### ACTION ITEM
Once the data has been read, print it back in full, exactly.

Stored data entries
"""
use std::sync::{Arc, Mutex};

use futures::stream::BoxStream;
use futures::{StreamExt, future, stream};

use crate::common::{
    Chat, ConversationRequest, ConversationsQuery, Message, MessagesQuery, UnreadCountQuery,
};
use crate::error::{ChatError, Result};

use super::codec::{
    self, GetAllChats, GetMessages, GetOrCreateChat, GetUnreadCount, HasChats, Route,
    StreamMessages,
};
use super::connection::ConnectionProvider;
use super::payload::WirePayload;
use super::subscription::{MessageSubscription, Subscription, SubscriptionHandle};

/// Typed chat operations over the shared connection.
///
/// Every operation reports failure through its return value: a connection
/// that is missing or dies, a request that cannot be encoded, a reply that
/// cannot be decoded and a rejection from the server all come back as
/// [`ChatError`]. Nothing is retried.
pub struct ChatClient {
    provider: Arc<dyn ConnectionProvider>,
    /// The most recent live message subscription, for [`ChatClient::dispose_message_stream`].
    message_stream: Mutex<Option<SubscriptionHandle>>,
}

impl ChatClient {
    pub fn new(provider: Arc<dyn ConnectionProvider>) -> Self {
        Self {
            provider,
            message_stream: Mutex::new(None),
        }
    }

    /// Conversations of `user_id`, in the order the server streams them.
    pub async fn list_conversations(
        &self,
        user_id: &str,
        page: u32,
        size: u32,
    ) -> Result<Vec<Chat>> {
        let query = ConversationsQuery {
            user_id: user_id.to_string(),
            page,
            size,
        };
        self.collect::<GetAllChats>(&query).await
    }

    /// One page of a conversation's history.
    pub async fn list_messages(
        &self,
        conversation_id: &str,
        page: u32,
        size: u32,
    ) -> Result<Vec<Message>> {
        let query = MessagesQuery {
            conversation_id: conversation_id.to_string(),
            page,
            size,
        };
        self.collect::<GetMessages>(&query).await
    }

    /// The conversation between two users, created by the server if needed.
    ///
    /// Concurrent identical calls are not deduplicated here.
    pub async fn get_or_create_conversation(
        &self,
        user_a_id: &str,
        user_b_id: &str,
    ) -> Result<Chat> {
        let request = ConversationRequest {
            user_a_id: user_a_id.to_string(),
            user_b_id: user_b_id.to_string(),
        };
        log::debug!("Sending ConversationRequest: {request:?}");
        self.request::<GetOrCreateChat>(&request).await
    }

    pub async fn get_unread_count(&self, conversation_id: &str, user_id: &str) -> Result<u64> {
        let query = UnreadCountQuery {
            conversation_id: conversation_id.to_string(),
            user_id: user_id.to_string(),
        };
        let result = self.request::<GetUnreadCount>(&query).await?;
        Ok(result.count)
    }

    pub async fn has_conversations(&self, user_id: &str) -> Result<bool> {
        self.request::<HasChats>(&user_id.to_string()).await
    }

    /// Subscribes to new messages of a conversation.
    ///
    /// The subscription stays open until cancelled or until the connection
    /// fails, in which case its last item is the error. It is not resumable;
    /// call again for a fresh subscription. The returned subscription also
    /// becomes the one [`ChatClient::dispose_message_stream`] cancels.
    pub fn stream_messages(&self, conversation_id: &str) -> MessageSubscription {
        let replies = match self.open_stream::<StreamMessages>(&conversation_id.to_string()) {
            Ok(replies) => replies,
            Err(err) => {
                log::warn!("Failed to open message stream for {conversation_id}: {err}");
                stream::once(future::ready(Err(err))).boxed()
            }
        };

        let messages = replies
            .map(|reply| reply.and_then(|payload| codec::decode::<StreamMessages>(&payload)))
            .boxed();
        let subscription = Subscription::new(messages);

        let replaced = self
            .message_stream
            .lock()
            .unwrap_or_else(|poisoned| poisoned.into_inner())
            .replace(subscription.handle());
        if replaced.is_some_and(|handle| !handle.is_cancelled()) {
            log::debug!("Previous message stream is no longer tracked by the client");
        }
        log::info!("Subscribed to live messages of {conversation_id}");

        subscription
    }

    /// Cancels the most recent live message subscription.
    ///
    /// A no-op when none was started or it was already disposed.
    pub fn dispose_message_stream(&self) {
        let tracked = self
            .message_stream
            .lock()
            .unwrap_or_else(|poisoned| poisoned.into_inner())
            .take();
        if let Some(handle) = tracked {
            if !handle.is_cancelled() {
                handle.cancel();
                log::info!("Live message stream disposed");
            }
        }
    }

    async fn request<R: Route>(&self, request: &R::Request) -> Result<R::Reply> {
        let result = async {
            let payload = codec::encode::<R>(request)?;
            let connection = self.provider.active()?;
            let reply = connection.request_response(payload).await?;
            log::debug!("Received reply for {}", R::NAME);
            codec::decode::<R>(&reply)
        }
        .await;
        result.inspect_err(|err| log::warn!("{} failed: {err}", R::NAME))
    }

    /// Buffers a whole request-stream; any error discards what was collected.
    async fn collect<R: Route>(&self, request: &R::Request) -> Result<Vec<R::Reply>> {
        let result = async {
            let mut replies = self.open_stream::<R>(request)?;
            let mut items = Vec::new();
            while let Some(reply) = replies.next().await {
                items.push(codec::decode::<R>(&reply?)?);
            }
            log::debug!("Collected {} items from {}", items.len(), R::NAME);
            Ok::<_, ChatError>(items)
        }
        .await;
        result.inspect_err(|err| log::warn!("{} failed: {err}", R::NAME))
    }

    fn open_stream<R: Route>(
        &self,
        request: &R::Request,
    ) -> Result<BoxStream<'static, Result<WirePayload>>> {
        let payload = codec::encode::<R>(request)?;
        let connection = self.provider.active()?;
        Ok(connection.request_stream(payload))
    }
}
"""
### RESULT FOR THIS TASK
use std::sync::{Arc, Mutex};

use futures::stream::BoxStream;
use futures::{StreamExt, future, stream};

use crate::common::{
    Chat, ConversationRequest, ConversationsQuery, Message, MessagesQuery, UnreadCountQuery,
};
use crate::error::{ChatError, Result};

use super::codec::{
    self, GetAllChats, GetMessages, GetOrCreateChat, GetUnreadCount, HasChats, Route,
    StreamMessages,
};
use super::connection::ConnectionProvider;
use super::payload::WirePayload;
use super::subscription::{MessageSubscription, Subscription, SubscriptionHandle};

/// Typed chat operations over the shared connection.
///
/// Every operation reports failure through its return value: a connection
/// that is missing or dies, a request that cannot be encoded, a reply that
/// cannot be decoded and a rejection from the server all come back as
/// [`ChatError`]. Nothing is retried.
pub struct ChatClient {
    provider: Arc<dyn ConnectionProvider>,
    /// The most recent live message subscription, for [`ChatClient::dispose_message_stream`].
    message_stream: Mutex<Option<SubscriptionHandle>>,
}

impl ChatClient {
    pub fn new(provider: Arc<dyn ConnectionProvider>) -> Self {
        Self {
            provider,
            message_stream: Mutex::new(None),
        }
    }

    /// Conversations of `user_id`, in the order the server streams them.
    pub async fn list_conversations(
        &self,
        user_id: &str,
        page: u32,
        size: u32,
    ) -> Result<Vec<Chat>> {
        let query = ConversationsQuery {
            user_id: user_id.to_string(),
            page,
            size,
        };
        self.collect::<GetAllChats>(&query).await
    }

    /// One page of a conversation's history.
    pub async fn list_messages(
        &self,
        conversation_id: &str,
        page: u32,
        size: u32,
    ) -> Result<Vec<Message>> {
        let query = MessagesQuery {
            conversation_id: conversation_id.to_string(),
            page,
            size,
        };
        self.collect::<GetMessages>(&query).await
    }

    /// The conversation between two users, created by the server if needed.
    ///
    /// Concurrent identical calls are not deduplicated here.
    pub async fn get_or_create_conversation(
        &self,
        user_a_id: &str,
        user_b_id: &str,
    ) -> Result<Chat> {
        let request = ConversationRequest {
            user_a_id: user_a_id.to_string(),
            user_b_id: user_b_id.to_string(),
        };
        log::debug!("Sending ConversationRequest: {request:?}");
        self.request::<GetOrCreateChat>(&request).await
    }

    pub async fn get_unread_count(&self, conversation_id: &str, user_id: &str) -> Result<u64> {
        let query = UnreadCountQuery {
            conversation_id: conversation_id.to_string(),
            user_id: user_id.to_string(),
        };
        let result = self.request::<GetUnreadCount>(&query).await?;
        Ok(result.count)
    }

    pub async fn has_conversations(&self, user_id: &str) -> Result<bool> {
        self.request::<HasChats>(&user_id.to_string()).await
    }

    /// Subscribes to new messages of a conversation.
    ///
    /// The subscription stays open until cancelled or until the connection
    /// fails, in which case its last item is the error. It is not resumable;
    /// call again for a fresh subscription. The returned subscription also
    /// becomes the one [`ChatClient::dispose_message_stream`] cancels.
    pub fn stream_messages(&self, conversation_id: &str) -> MessageSubscription {
        let replies = match self.open_stream::<StreamMessages>(&conversation_id.to_string()) {
            Ok(replies) => replies,
            Err(err) => {
                log::warn!("Failed to open message stream for {conversation_id}: {err}");
                stream::once(future::ready(Err(err))).boxed()
            }
        };

        let messages = replies
            .map(|reply| reply.and_then(|payload| codec::decode::<StreamMessages>(&payload)))
            .boxed();
        let subscription = Subscription::new(messages);

        let replaced = self
            .message_stream
            .lock()
            .unwrap_or_else(|poisoned| poisoned.into_inner())
            .replace(subscription.handle());
        if replaced.is_some_and(|handle| !handle.is_cancelled()) {
            log::debug!("Previous message stream is no longer tracked by the client");
        }
        log::info!("Subscribed to live messages of {conversation_id}");

        subscription
    }

    /// Cancels the most recent live message subscription.
    ///
    /// A no-op when none was started or it was already disposed.
    pub fn dispose_message_stream(&self) {
        let tracked = self
            .message_stream
            .lock()
            .unwrap_or_else(|poisoned| poisoned.into_inner())
            .take();
        if let Some(handle) = tracked {
            if !handle.is_cancelled() {
                handle.cancel();
                log::info!("Live message stream disposed");
            }
        }
    }

    async fn request<R: Route>(&self, request: &R::Request) -> Result<R::Reply> {
        let result = async {
            let payload = codec::encode::<R>(request)?;
            let connection = self.provider.active()?;
            let reply = connection.request_response(payload).await?;
            log::debug!("Received reply for {}", R::NAME);
            codec::decode::<R>(&reply)
        }
        .await;
        result.inspect_err(|err| log::warn!("{} failed: {err}", R::NAME))
    }

    /// Buffers a whole request-stream; any error discards what was collected.
    async fn collect<R: Route>(&self, request: &R::Request) -> Result<Vec<R::Reply>> {
        let result = async {
            let mut replies = self.open_stream::<R>(request)?;
            let mut items = Vec::new();
            while let Some(reply) = replies.next().await {
                items.push(codec::decode::<R>(&reply?)?);
            }
            log::debug!("Collected {} items from {}", items.len(), R::NAME);
            Ok::<_, ChatError>(items)
        }
        .await;
        result.inspect_err(|err| log::warn!("{} failed: {err}", R::NAME))
    }

    fn open_stream<R: Route>(
        &self,
        request: &R::Request,
    ) -> Result<BoxStream<'static, Result<WirePayload>>> {
        let payload = codec::encode::<R>(request)?;
        let connection = self.provider.active()?;
        Ok(connection.request_stream(payload))
    }
}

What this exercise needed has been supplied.